Tuesday, May 29, 2007

Why is it...

...that you can be thoroughly absorbed in feeding every wretched sensation and indulging every evil impulse you have, knowing full well that you'll regret it the next day if not sooner, and yet you just keep going? And go ahead and change all those pronouns to "I," because of course that's where I'm really going with this.

Is getting to feel so bloody sorry for myself ever worth the morning after? No. Do I resent that? Yes.

*sigh*

(I believe eternal life is a free gift from God, but I don't want to get to heaven and have anybody surprised to see me there. "You were a Christian all this time? For real? It was so hard to tell....")

Over the past year or so it seems I've lost an awful lot of certainty. This is good in that a lot of arrogance was simmering (and sometimes boiling) in that certainty. But it's kind of scary, too. My opinions seem, mostly, either unimportant outside of myself or Viciously Important. My motivations barely ever seem as pure as I used to think they were. I act with at least three or four different levels of intention, and what's that about?

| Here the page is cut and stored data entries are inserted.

//! Auto-indent heuristic for MATLAB source.
//!
//! Indentation is computed from two lines at a time: the line being
//! indented and the nearest line above it. There is no parse tree, so
//! the result is a best guess that an editor applies as the user types.
//!
//! - [`compute_indent`]: column for one line given the line above it
//! - [`dedent_trigger_pattern`]: lines that should re-indent on the spot
//! - [`reindent`]: apply the heuristic to a whole document
//! - [`IndentConfig`]: indent unit, validated at construction
//!
//! ```
//! use matlab_indent::{compute_indent, is_dedent_trigger};
//!
//! assert_eq!(compute_indent(4, "", "if ready"), 4);
//! assert_eq!(compute_indent(4, "end", "for k = 1:n"), 0);
//! assert!(is_dedent_trigger("    else"));
//! ```

mod config;
mod indent;
mod keywords;
mod patterns;

pub use config::{ConfigError, IndentConfig, DEFAULT_INDENT_UNIT};
pub use indent::{compute_indent, leading_whitespace_width, reindent};
pub use keywords::{classify_keyword, KeywordClass, BLOCK_OPENERS, DEDENT_KEYWORDS};
pub use patterns::{dedent_trigger_pattern, is_dedent_trigger, opens_block};
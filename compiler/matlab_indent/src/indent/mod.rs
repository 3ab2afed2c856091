//! Indentation of one line from the line before it.
//!
//! The heuristic sees exactly two lines. It knows nothing about lines
//! further back, so continuation lines (`...`) and multi-line matrix
//! literals get whatever the keyword rules give them.
//!
//! Rules, first match wins:
//!
//! 1. Bare `case` right after a `switch` line steps in one level.
//! 2. Bare `end` aligns with the opener above it, or steps out one level,
//!    never deeper than the `end` was already typed.
//! 3. Otherwise: previous indent, plus one level after a block opener,
//!    minus one level for a bare dedent keyword.

use tracing::trace;

use crate::patterns::{
    block_comment_delimiter_of, is_bare_end, is_dedent_trigger, is_first_case, opens_block,
    opens_switch, BlockCommentDelimiter,
};
use crate::IndentConfig;

/// Width of the leading whitespace of `line`, one column per character.
pub fn leading_whitespace_width(line: &str) -> u32 {
    let width = line.chars().take_while(|c| c.is_whitespace()).count();
    u32::try_from(width).unwrap_or(u32::MAX)
}

/// Column the current line should be indented to.
///
/// `indent_unit` is the number of columns per nesting level. The result is
/// never negative and never exceeds
/// `max(previous indent, current indent) + indent_unit`.
pub fn compute_indent(indent_unit: u32, current: &str, previous: &str) -> u32 {
    let previous_indent = leading_whitespace_width(previous);

    if is_first_case(current) && opens_switch(previous) {
        trace!(previous_indent, "first case of switch");
        return previous_indent.saturating_add(indent_unit);
    }

    if is_bare_end(current) {
        let current_indent = leading_whitespace_width(current);
        let indent = if opens_block(previous) {
            previous_indent.min(current_indent)
        } else if previous_indent >= indent_unit {
            (previous_indent - indent_unit).min(current_indent)
        } else {
            0
        };
        trace!(previous_indent, current_indent, indent, "closing end");
        return indent;
    }

    let mut indent = previous_indent;
    if opens_block(previous) {
        indent = indent.saturating_add(indent_unit);
    }
    if is_dedent_trigger(current) && indent >= indent_unit {
        indent -= indent_unit;
    }
    trace!(previous_indent, indent, "general rule");
    indent
}

/// Re-indent every line of `source`.
///
/// Lines are processed top to bottom; each line is indented from the
/// nearest non-blank line above it as already re-indented. Before the rules
/// run, a line is re-based onto that line's indentation, so an `end` is not
/// capped by wherever it happened to sit in the input. Trailing whitespace
/// is dropped and blank lines become empty, so a whitespace-only last line
/// without a terminator becomes the empty string after the final newline.
/// Every `\n` / `\r\n` terminator is kept, so the output has as many
/// newline-separated lines as the input. `%{ ... %}` block comments are
/// copied through untouched and, like blank lines, never serve as the
/// previous line. `% text` line comments are indented like code.
pub fn reindent(source: &str, config: &IndentConfig) -> String {
    let unit = config.indent_unit();
    let mut out = String::with_capacity(source.len());
    let mut previous = String::new();
    let mut comment_depth: u32 = 0;

    for raw in source.split_inclusive('\n') {
        let (line, ending) = split_line_ending(raw);
        let delimiter = block_comment_delimiter_of(line);

        if comment_depth > 0 || delimiter == Some(BlockCommentDelimiter::Open) {
            match delimiter {
                Some(BlockCommentDelimiter::Open) => comment_depth += 1,
                Some(BlockCommentDelimiter::Close) => comment_depth -= 1,
                None => {}
            }
            out.push_str(raw);
            continue;
        }

        let content = line.trim();
        if content.is_empty() {
            out.push_str(ending);
            continue;
        }

        let mut rebased = " ".repeat(leading_whitespace_width(&previous) as usize);
        rebased.push_str(content);
        let indent = compute_indent(unit, &rebased, &previous);
        let mut indented = " ".repeat(indent as usize);
        indented.push_str(content);
        out.push_str(&indented);
        out.push_str(ending);
        previous = indented;
    }
    out
}

/// Split a line from `split_inclusive('\n')` into text and terminator.
fn split_line_ending(raw: &str) -> (&str, &str) {
    if let Some(line) = raw.strip_suffix("\r\n") {
        (line, "\r\n")
    } else if let Some(line) = raw.strip_suffix('\n') {
        (line, "\n")
    } else {
        (raw, "")
    }
}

I've been thinking that this is a new phase that will last forever, but really that is probably a ridiculous idea. Maybe what this is instead is a time of getting used to seeing in a new way, being freed from many a fancy and many a foolish notion.

Or as Burns was getting at, before you can de-louse, you have to know the lice are there.

1 comment:

Lisa Ann said...

Pastor said in a sermon once that sanctification isn't necessarily becoming more holy (i.e. sinning less), but becoming more aware of how sinful you are and how gracious God is. If that's true, it sounds like you're growing a lot.

I for one will not be surprised to see you in heaven. Hopefully, it will only be a few years since I've seen you last, but I'm sure we'll still have a lot to talk about -- you know, when we're not singing around the throne and things like that.